>>>
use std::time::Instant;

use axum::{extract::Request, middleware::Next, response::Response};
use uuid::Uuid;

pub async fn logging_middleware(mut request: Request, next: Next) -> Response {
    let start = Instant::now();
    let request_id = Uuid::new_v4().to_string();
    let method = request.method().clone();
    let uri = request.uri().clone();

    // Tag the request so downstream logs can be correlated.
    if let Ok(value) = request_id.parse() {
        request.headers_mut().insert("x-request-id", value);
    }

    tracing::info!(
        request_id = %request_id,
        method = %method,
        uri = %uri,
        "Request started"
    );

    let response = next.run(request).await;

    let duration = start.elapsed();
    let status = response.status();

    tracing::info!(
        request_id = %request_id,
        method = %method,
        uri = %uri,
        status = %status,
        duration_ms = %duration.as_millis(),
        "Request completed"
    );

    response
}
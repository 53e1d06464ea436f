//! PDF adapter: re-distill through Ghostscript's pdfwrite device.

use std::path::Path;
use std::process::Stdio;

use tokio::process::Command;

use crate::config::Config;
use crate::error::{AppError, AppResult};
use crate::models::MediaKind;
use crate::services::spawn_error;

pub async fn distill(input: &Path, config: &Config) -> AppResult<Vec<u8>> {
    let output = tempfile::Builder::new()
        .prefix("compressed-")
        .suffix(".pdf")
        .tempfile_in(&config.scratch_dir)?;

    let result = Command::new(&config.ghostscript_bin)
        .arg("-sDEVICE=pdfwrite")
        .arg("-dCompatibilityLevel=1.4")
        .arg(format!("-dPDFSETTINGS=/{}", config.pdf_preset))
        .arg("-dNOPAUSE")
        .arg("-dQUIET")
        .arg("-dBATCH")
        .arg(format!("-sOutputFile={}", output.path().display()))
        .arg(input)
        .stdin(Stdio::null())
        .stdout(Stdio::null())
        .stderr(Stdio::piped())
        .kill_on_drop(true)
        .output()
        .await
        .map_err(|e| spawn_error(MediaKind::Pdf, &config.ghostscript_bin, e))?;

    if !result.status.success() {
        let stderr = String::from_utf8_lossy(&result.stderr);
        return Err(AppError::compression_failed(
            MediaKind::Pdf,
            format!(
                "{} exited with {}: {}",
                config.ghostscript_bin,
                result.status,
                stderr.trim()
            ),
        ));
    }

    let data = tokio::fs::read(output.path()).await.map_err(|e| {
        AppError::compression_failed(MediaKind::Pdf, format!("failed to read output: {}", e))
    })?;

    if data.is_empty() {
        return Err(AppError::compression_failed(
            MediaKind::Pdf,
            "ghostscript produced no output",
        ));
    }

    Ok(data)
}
<<<
>>>
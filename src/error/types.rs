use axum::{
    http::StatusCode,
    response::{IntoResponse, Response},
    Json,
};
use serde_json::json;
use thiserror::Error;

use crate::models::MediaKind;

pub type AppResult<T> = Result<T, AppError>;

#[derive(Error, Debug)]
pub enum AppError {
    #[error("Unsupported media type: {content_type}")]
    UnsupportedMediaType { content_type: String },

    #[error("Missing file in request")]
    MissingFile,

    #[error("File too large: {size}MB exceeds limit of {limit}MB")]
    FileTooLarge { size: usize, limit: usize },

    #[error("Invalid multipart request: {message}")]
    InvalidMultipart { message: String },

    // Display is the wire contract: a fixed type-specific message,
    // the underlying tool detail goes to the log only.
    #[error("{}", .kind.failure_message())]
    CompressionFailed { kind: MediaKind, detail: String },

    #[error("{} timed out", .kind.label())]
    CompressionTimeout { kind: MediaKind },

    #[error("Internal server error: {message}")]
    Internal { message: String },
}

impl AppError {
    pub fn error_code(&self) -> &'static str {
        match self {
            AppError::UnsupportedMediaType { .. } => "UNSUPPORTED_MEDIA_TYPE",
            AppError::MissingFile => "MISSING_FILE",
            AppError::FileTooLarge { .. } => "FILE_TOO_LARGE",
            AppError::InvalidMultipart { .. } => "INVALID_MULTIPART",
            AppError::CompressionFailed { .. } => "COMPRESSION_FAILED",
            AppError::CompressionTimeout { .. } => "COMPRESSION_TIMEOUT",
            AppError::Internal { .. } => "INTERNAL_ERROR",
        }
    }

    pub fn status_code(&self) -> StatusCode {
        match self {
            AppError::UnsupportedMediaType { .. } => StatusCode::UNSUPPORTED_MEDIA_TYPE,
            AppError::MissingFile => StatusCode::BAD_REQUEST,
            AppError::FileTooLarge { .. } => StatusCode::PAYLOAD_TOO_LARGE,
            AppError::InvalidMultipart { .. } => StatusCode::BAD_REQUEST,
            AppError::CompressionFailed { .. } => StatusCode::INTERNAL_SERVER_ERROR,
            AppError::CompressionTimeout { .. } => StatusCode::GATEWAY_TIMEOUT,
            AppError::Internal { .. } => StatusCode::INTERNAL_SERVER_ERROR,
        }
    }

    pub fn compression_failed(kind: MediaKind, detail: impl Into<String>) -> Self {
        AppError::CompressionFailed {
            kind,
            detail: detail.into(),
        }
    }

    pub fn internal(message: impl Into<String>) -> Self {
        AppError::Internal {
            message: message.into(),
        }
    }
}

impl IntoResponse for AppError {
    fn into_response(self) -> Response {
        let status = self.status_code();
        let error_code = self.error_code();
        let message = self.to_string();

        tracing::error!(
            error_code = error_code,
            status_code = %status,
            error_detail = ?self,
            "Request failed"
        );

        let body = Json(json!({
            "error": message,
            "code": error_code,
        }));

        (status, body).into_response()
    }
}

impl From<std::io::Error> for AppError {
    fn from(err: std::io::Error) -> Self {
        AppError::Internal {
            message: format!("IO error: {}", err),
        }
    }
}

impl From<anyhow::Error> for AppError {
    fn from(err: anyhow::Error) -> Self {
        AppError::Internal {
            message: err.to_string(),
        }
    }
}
<<<
__WHAT TO WORK ON__.
With the line holding "use std::time::Instant;" as the first and the line holding "let start = Instant::now();" as the last, set down that range of the entries above exactly, and nothing else.

__REPLY__.
use std::time::Instant;

use axum::{extract::Request, middleware::Next, response::Response};
use uuid::Uuid;

pub async fn logging_middleware(mut request: Request, next: Next) -> Response {
    let start = Instant::now();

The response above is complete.